Location: South Carolina

I had to think long and hard about exactly where to break this snippet so that nobody would be disappointed or impatient. :twisted:

_____________________________________________________________

.XV.
Dreadnought Târgoviște,
Phase-Space,
1.5 LY from Earth.


"What? You're out of your mind! Dark Passage is tons better than The Big Heat."

"How can you say that? Ford is the classic avenger of wrongs, whereas Bogart is out to avenge himself and prove his own innocence!"

"But he's Bogart! Ford is always so . . . so fueled by nervous tension. And it's not just Bogart; it's Bacall, too!"

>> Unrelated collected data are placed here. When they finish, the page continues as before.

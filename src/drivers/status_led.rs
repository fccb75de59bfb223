//! Discrete green/red status LED driver.
//!
//! Green and red signal the decided drive direction; the exact pattern
//! per mode is owned by the state handlers, not this driver.
//!
//! ## Dual-target design
//!
//! On ESP-IDF: drives two GPIO lines via hw_init.
//! On host/test: tracks state in-memory only.

use crate::drivers::hw_init;
use crate::pins;

pub struct StatusLed {
    green: bool,
    red: bool,
}

impl StatusLed {
    pub fn new() -> Self {
        Self {
            green: false,
            red: false,
        }
    }

    pub fn set_green(&mut self, on: bool) {
        hw_init::gpio_write(pins::LED_GREEN_GPIO, on);
        self.green = on;
    }

    pub fn set_red(&mut self, on: bool) {
        hw_init::gpio_write(pins::LED_RED_GPIO, on);
        self.red = on;
    }

    pub fn off(&mut self) {
        self.set_green(false);
        self.set_red(false);
    }

    pub fn is_green(&self) -> bool {
        self.green
    }

    pub fn is_red(&self) -> bool {
        self.red
    }
}

impl Default for StatusLed {
    fn default() -> Self {
        Self::new()
    }
}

"And in one of her stronger performances, I admit, my Stephen. But Bogart was 'off his game,' as I believe you Americans put it, in that film. And aside from the way in which his appearance is changed, the character of Vincent Parry is sadly two-dimensional. Oh, the cinematography was very clever, especially the way in which the viewer never saw the hero's face until after the 'plastic surgery,' that I grant. Yet despite that, I cannot say that Bogart's ability to support a film was at its best in Dark Passage."

"But Glenn Ford? I like a lot of his work, but I never thought action movies were really his forte. I like him a lot more in movies like Fate Is the Hunter. I mean, Pleshette overacted in that one — she usually did, really — but Ford nailed McBane, and Taylor was damned good as Savage. The model work's . . . pretty bad, in a lot of ways. I'll give you that. But it was made in 1964, for God's sake! And I personally think it was one of Ford's best movies."

"In which, once more, he is avenging a wrong done to others! You see? You make my own case for me!"

Stephen Buchevsky sat back in his unreasonably comfortable chair and glowered across the small table. He'd always loved a good movie, but he'd never thought of himself as a student of classic cinema. In fact, most of the movies he'd seen dated from the seventies or eighties. But he'd had more exposure than he'd realized to earlier cinematic fare. He might be out of his league as a cinematic scholar compared to his present company, but how could anyone prefer Glenn Ford to Humphrey Bogart? That was just . . . wrong.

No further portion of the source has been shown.